Palladium/Siembieda takes the same start point: OE D&D+ supps... and makes everything but combat skills in the style of D&D Thief Skills... and simplifies combat.
The Arcanum is Bard Games doing the exact same thing as Palladium, but with slightly different choices on combat.
Both look like D&D and BRP had a baby... but it's a case of false appearances.

Then, the incestuous relationships within the various studios...
Traveller has influences from D&D OE directly, but also from En Garde! (rights sold off decades ago, but still shows the origins of Traveller... and Twilight 2000 1e). Every GDW RPG has influences from prior GDW RPGs save En Garde! (as it was the first) and Dangerous Journeys... as it was an outside design. That's 3 major editions of Traveller (CT, MT, TNE) and 4 minor (CT-77, CT-81, CT-82 aka TTB, CT-83 aka ST), 3 editions of T2k (1.0, 2.0, 2.2), 2 of DC (1.0, 1.2), 2 of 2300 (T2300 and 2300AD), 1 of Cadillacs and Dinosaurs, 1 of Space: 1889. And each as influences from outside, as well.
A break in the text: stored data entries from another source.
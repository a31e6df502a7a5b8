#![allow(dead_code)]

use std::sync::{
    atomic::{AtomicBool, AtomicUsize, Ordering},
    Mutex,
};

use uuid::Uuid;

use crate::api::error;
use crate::modules::{
    listing::{
        model::{ListingPatch, NewListing},
        repository::ListingRepository,
        repository_memory::ListingRepositoryMemory,
        schema::{Listing, OwnerType, PropertyType, TenantType},
    },
    media::{model::PendingFile, storage::BlobStore},
};


pub fn jpeg(name: &str) -> PendingFile {
    PendingFile::new(name, vec![0xFF, 0xD8, 0xFF, 0xE0])
}

pub fn listing_input() -> NewListing {
    NewListing {
        title: "Room A".into(),
        location: "Sector 15".into(),
        price: 12000,
        property_type: PropertyType::OneBhk,
        tenant_type: TenantType::Bachelor,
        owner_type: OwnerType::DirectOwner,
        contact_number: "+911234567890".into(),
        images: vec![],
        description: None,
    }
}

/// Blob store that keeps object names in memory and can be told to fail.
#[derive(Default)]
pub struct RecordingStore {
    names: Mutex<Vec<String>>,
    put_calls: AtomicUsize,
    fail_after: Option<usize>,
}

impl RecordingStore {
    /// Accepts `n` objects, then rejects every further put.
    pub fn failing_after(n: usize) -> Self {
        Self { fail_after: Some(n), ..Self::default() }
    }

    pub fn put_calls(&self) -> usize {
        self.put_calls.load(Ordering::SeqCst)
    }

    pub fn names(&self) -> Vec<String> {
        self.names.lock().unwrap().clone()
    }
}

#[async_trait::async_trait]
impl BlobStore for RecordingStore {
    async fn put(
        &self,
        name: &str,
        _bytes: &[u8],
        _content_type: &str,
    ) -> Result<(), error::SystemError> {
        let call = self.put_calls.fetch_add(1, Ordering::SeqCst);
        if self.fail_after.is_some_and(|n| call >= n) {
            return Err(error::SystemError::Storage {
                status: 503,
                message: "store unavailable".into(),
            });
        }
        self.names.lock().unwrap().push(name.to_string());
        Ok(())
    }

    fn public_url(&self, name: &str) -> String {
        format!("https://cdn.test/room-images/{name}")
    }
}

/// Blob store whose uploads never complete.
pub struct StallingStore;

#[async_trait::async_trait]
impl BlobStore for StallingStore {
    async fn put(
        &self,
        _name: &str,
        _bytes: &[u8],
        _content_type: &str,
    ) -> Result<(), error::SystemError> {
        std::future::pending().await
    }

    fn public_url(&self, name: &str) -> String {
        format!("https://cdn.test/room-images/{name}")
    }
}

#[derive(Debug, Clone, PartialEq)]
pub enum RepoCall {
    Create { owner_id: Uuid, listing: NewListing },
    Update { id: Uuid, owner_id: Uuid, patch: ListingPatch },
    Delete { id: Uuid, owner_id: Uuid },
    ListByOwner { owner_id: Uuid },
    FindById { id: Uuid },
}

/// Memory repository that records every call and can fail writes on demand.
#[derive(Default)]
pub struct CountingRepository {
    pub inner: ListingRepositoryMemory,
    calls: Mutex<Vec<RepoCall>>,
    fail_writes: AtomicBool,
}

impl CountingRepository {
    pub fn calls(&self) -> Vec<RepoCall> {
        self.calls.lock().unwrap().clone()
    }

    pub fn set_fail_writes(&self, fail: bool) {
        self.fail_writes.store(fail, Ordering::SeqCst);
    }

    fn record(&self, call: RepoCall) {
        self.calls.lock().unwrap().push(call);
    }

    fn check_writable(&self) -> Result<(), error::SystemError> {
        if self.fail_writes.load(Ordering::SeqCst) {
            return Err(error::SystemError::DatabaseError("connection reset".into()));
        }
        Ok(())
    }
}

#[async_trait::async_trait]
impl ListingRepository for CountingRepository {
    async fn create(
        &self,
        owner_id: &Uuid,
        listing: &NewListing,
    ) -> Result<Listing, error::SystemError> {
        self.record(RepoCall::Create { owner_id: *owner_id, listing: listing.clone() });
        self.check_writable()?;
        self.inner.create(owner_id, listing).await
    }

    async fn update(
        &self,
        id: &Uuid,
        owner_id: &Uuid,
        patch: &ListingPatch,
    ) -> Result<Listing, error::SystemError> {
        self.record(RepoCall::Update { id: *id, owner_id: *owner_id, patch: patch.clone() });
        self.check_writable()?;
        self.inner.update(id, owner_id, patch).await
    }

    async fn delete(&self, id: &Uuid, owner_id: &Uuid) -> Result<(), error::SystemError> {
        self.record(RepoCall::Delete { id: *id, owner_id: *owner_id });
        self.check_writable()?;
        self.inner.delete(id, owner_id).await
    }

    async fn list_by_owner(&self, owner_id: &Uuid) -> Result<Vec<Listing>, error::SystemError> {
        self.record(RepoCall::ListByOwner { owner_id: *owner_id });
        self.inner.list_by_owner(owner_id).await
    }

    async fn find_by_id(&self, id: &Uuid) -> Result<Listing, error::SystemError> {
        self.record(RepoCall::FindById { id: *id });
        self.inner.find_by_id(id).await
    }
}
Then, add in the variety of games where ideas were sent in by players based upon a variety of other games...
It rapidly becomes difficult to actually track the influences... especially for revised editions.
 

Any such chart rapidly runs into the "illegible or giant" issue... by 1978 there were over a dozen in print, including D&D, EPT, Traveller, KABAL, T&T, Met Alpha, Starfaring, The Game of Dungeon, RuneQuest, Starships and Spacemen.
(That's the list I recall off the top of my head... I know I missed several)
By 1985, there are hundreds.
By 2024, there were over 11000...
where do you have those numbers from? The 1978 one is simple, the 1985 sounds like a good guess, but the 2024 makes it look like there is more to it than a guess ;)
 

The Arcanum is Bard Games doing the exact same thing as Palladium, but with slightly different choices on combat.
Both look like D&D and BRP had a baby... but it's a case of false appearances.
if it is a tree, then there are no two parents, only ever one.

It rapidly becomes difficult to actually track the influences... especially for revised editions.
revised editions are children of their precursor edition, see above

Does that correctly show all influences? Obviously not, but it is a tree.
 

where do you have those numbers from? The 1978 one is simple, the 1985 sounds like a good guess, but the 2024 makes it look like there is more to it than a guess ;)
The RPGG database.
currently 161 pages at 100 per page except 161 (at 12)
Some of those are later editions...
CoC has 4 entries (1e, 2-6e, 7e, Cthulhu d20) plus linked oddities.
D&D has 8, and a bunch of compatible item entries
L5R has 7 entries (editions 1-5, plus LBS and L5RLA)
Pendragon has 1 entry to cover all 6 editions

Some editions are separated due to major system changes (D&D), others at publisher request. Others were combined due to request of publisher. >11k is a VERY conservative number.

there's a lot of info burried there.